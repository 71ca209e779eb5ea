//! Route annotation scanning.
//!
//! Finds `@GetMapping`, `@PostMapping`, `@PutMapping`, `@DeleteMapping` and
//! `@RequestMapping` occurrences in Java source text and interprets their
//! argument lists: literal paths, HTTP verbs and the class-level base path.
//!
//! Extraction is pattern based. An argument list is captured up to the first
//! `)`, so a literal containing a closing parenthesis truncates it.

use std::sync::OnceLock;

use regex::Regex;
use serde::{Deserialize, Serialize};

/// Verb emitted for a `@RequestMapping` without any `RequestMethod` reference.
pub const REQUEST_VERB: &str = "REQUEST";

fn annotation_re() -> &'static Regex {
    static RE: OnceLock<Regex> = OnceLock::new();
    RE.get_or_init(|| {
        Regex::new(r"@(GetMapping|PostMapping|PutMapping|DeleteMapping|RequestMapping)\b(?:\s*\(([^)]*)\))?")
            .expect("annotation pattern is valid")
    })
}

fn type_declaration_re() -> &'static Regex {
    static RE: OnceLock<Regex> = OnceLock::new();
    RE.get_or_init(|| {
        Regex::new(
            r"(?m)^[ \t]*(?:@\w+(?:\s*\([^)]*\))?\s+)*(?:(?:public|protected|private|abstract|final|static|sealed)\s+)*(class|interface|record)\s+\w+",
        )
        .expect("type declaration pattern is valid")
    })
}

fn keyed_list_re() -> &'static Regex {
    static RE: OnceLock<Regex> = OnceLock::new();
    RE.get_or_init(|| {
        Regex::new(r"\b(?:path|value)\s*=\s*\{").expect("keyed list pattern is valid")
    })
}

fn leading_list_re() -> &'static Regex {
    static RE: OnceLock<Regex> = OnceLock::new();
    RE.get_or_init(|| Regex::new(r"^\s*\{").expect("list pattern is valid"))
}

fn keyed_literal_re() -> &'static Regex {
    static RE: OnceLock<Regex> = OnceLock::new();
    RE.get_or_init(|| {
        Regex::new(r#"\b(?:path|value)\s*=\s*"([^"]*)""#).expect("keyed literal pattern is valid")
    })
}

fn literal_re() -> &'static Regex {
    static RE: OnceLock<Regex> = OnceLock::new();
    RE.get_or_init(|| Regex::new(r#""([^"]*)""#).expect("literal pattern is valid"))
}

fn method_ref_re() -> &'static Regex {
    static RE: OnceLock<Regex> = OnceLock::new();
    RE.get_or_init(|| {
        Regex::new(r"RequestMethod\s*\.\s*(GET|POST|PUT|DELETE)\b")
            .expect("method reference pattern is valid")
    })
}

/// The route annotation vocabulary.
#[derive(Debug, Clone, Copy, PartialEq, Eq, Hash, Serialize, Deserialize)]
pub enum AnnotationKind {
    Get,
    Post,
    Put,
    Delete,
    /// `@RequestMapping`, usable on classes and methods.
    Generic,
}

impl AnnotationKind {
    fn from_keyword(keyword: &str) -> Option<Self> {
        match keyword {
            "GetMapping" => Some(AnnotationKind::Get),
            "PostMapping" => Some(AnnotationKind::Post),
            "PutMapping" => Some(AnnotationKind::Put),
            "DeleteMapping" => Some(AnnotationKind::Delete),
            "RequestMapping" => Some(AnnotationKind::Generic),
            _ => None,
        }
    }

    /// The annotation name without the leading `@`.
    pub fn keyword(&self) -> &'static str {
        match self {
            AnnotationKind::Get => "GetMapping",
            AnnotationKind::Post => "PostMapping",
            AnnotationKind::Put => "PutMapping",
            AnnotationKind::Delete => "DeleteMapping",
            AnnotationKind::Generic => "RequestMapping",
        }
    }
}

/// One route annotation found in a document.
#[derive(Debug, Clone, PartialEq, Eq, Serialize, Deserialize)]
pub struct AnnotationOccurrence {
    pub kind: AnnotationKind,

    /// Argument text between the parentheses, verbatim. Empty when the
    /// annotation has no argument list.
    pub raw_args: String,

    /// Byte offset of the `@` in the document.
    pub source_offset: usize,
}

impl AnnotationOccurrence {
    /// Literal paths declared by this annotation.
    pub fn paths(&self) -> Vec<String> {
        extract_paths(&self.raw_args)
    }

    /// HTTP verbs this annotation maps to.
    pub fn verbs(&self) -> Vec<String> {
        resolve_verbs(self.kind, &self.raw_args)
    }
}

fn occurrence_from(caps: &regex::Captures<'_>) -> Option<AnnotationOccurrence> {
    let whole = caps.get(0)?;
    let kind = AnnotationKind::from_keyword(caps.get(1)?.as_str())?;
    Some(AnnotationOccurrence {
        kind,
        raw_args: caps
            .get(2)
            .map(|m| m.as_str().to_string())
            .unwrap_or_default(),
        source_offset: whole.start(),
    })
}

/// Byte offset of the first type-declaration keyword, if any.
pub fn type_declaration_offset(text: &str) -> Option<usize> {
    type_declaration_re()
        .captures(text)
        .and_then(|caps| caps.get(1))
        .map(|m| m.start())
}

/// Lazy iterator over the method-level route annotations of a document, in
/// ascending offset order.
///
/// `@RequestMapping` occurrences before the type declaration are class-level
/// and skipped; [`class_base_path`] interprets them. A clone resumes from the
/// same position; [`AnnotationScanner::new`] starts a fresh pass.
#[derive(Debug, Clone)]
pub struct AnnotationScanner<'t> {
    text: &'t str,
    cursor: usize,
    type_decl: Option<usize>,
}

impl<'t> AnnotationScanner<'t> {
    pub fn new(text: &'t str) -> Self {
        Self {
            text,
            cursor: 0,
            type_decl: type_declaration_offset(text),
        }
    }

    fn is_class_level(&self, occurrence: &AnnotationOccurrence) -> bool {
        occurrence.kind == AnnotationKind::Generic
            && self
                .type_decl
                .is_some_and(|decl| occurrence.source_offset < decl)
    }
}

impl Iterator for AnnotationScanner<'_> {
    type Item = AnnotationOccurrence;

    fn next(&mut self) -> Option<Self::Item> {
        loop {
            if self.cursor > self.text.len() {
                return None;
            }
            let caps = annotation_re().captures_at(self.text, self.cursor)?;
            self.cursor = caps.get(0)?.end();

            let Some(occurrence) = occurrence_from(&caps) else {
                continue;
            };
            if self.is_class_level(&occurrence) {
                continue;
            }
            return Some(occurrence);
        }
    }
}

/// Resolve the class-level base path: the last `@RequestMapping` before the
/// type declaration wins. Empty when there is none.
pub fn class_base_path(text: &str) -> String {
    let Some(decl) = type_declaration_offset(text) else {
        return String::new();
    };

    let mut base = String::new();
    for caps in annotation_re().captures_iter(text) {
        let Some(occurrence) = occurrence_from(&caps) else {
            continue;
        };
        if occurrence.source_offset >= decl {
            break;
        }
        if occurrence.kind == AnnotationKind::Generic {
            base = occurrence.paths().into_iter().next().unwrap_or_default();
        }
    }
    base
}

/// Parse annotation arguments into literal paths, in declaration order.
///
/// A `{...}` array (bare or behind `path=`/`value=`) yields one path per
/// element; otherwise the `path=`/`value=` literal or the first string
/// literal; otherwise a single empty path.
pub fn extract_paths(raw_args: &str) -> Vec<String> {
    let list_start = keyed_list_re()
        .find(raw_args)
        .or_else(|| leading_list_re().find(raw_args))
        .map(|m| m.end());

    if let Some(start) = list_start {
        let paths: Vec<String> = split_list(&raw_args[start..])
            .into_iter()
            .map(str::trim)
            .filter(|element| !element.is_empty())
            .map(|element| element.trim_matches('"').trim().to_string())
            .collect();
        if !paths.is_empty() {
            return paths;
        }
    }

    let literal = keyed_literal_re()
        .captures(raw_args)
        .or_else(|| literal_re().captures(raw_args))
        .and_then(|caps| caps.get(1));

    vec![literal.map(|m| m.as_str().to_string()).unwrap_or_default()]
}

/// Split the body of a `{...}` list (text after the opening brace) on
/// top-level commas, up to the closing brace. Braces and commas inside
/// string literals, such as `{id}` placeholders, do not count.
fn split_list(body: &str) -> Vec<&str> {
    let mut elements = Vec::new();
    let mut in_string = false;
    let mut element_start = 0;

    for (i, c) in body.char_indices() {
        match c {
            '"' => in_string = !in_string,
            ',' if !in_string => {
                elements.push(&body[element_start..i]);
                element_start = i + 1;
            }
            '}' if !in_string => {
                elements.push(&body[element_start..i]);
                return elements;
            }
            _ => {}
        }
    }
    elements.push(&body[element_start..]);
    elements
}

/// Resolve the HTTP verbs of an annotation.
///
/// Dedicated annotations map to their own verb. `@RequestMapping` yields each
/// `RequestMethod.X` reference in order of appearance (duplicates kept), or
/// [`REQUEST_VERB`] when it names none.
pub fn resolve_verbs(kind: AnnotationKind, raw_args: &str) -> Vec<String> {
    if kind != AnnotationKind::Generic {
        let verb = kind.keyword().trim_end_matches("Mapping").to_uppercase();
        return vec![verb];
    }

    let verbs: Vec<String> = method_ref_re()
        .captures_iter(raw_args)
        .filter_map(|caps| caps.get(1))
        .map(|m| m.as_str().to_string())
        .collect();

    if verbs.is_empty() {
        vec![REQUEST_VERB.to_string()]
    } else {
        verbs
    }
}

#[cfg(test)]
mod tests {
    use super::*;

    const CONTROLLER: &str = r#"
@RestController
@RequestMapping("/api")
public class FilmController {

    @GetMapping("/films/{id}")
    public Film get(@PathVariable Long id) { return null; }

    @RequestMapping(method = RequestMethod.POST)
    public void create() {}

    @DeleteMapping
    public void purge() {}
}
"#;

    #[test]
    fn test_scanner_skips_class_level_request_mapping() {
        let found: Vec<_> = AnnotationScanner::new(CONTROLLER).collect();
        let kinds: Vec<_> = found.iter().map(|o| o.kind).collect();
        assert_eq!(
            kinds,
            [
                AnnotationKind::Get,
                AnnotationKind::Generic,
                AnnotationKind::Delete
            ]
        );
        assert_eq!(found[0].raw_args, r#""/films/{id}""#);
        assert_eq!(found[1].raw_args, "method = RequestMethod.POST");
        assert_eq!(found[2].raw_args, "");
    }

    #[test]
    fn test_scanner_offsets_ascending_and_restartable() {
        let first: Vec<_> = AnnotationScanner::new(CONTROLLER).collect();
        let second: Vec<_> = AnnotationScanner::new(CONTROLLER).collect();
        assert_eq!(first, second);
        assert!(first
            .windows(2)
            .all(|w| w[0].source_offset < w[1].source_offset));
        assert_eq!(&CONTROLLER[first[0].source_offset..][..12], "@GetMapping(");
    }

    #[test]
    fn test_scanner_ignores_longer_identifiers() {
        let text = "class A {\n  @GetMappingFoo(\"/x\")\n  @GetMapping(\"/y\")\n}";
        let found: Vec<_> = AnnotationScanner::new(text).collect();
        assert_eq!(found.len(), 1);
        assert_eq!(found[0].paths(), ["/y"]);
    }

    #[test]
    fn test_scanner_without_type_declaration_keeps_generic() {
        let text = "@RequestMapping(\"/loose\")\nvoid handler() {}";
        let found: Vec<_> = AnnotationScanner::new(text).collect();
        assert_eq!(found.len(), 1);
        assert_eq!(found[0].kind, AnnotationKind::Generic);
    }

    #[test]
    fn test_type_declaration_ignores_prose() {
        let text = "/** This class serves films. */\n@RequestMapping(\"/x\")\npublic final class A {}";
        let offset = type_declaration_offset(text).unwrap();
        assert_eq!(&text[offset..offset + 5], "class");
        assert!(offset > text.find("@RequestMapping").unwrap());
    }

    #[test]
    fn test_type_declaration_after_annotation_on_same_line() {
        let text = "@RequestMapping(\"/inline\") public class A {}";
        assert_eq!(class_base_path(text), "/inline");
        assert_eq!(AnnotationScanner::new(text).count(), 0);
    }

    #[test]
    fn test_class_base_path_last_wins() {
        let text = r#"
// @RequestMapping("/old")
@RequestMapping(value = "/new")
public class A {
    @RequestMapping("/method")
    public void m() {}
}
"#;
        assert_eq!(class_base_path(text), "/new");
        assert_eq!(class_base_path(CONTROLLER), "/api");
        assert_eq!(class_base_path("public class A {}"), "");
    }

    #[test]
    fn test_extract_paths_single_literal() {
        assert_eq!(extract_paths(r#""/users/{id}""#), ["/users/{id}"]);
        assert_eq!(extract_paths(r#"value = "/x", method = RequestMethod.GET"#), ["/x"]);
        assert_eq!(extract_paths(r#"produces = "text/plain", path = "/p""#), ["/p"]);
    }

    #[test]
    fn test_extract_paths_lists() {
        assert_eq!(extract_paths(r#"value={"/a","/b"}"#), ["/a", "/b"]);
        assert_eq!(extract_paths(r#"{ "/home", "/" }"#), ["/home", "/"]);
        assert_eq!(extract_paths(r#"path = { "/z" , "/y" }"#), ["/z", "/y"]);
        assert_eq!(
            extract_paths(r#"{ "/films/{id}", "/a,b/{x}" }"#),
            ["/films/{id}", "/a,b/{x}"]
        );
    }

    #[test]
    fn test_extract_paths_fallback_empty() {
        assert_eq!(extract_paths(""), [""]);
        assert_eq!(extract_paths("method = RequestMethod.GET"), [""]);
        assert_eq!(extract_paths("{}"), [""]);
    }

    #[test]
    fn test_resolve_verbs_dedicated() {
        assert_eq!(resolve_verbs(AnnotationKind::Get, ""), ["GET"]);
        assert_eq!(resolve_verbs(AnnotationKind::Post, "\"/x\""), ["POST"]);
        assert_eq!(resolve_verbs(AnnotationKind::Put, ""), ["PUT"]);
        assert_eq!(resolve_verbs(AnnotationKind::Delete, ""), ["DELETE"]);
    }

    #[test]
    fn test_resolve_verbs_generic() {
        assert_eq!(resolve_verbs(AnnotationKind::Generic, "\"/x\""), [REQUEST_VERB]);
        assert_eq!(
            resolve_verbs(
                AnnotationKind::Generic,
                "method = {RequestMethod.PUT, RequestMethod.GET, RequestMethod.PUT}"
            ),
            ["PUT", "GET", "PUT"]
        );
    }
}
■ ■ ■
:: What the task requires ::
Whichever lines of the records above hold the word "value" should all be copied out.

:: Response area ::
        Regex::new(r"\b(?:path|value)\s*=\s*\{").expect("keyed list pattern is valid")
        Regex::new(r#"\b(?:path|value)\s*=\s*"([^"]*)""#).expect("keyed literal pattern is valid")
/// A `{...}` array (bare or behind `path=`/`value=`) yields one path per
/// element; otherwise the `path=`/`value=` literal or the first string
@RequestMapping(value = "/new")
        assert_eq!(extract_paths(r#"value = "/x", method = RequestMethod.GET"#), ["/x"]);
        assert_eq!(extract_paths(r#"value={"/a","/b"}"#), ["/a", "/b"]);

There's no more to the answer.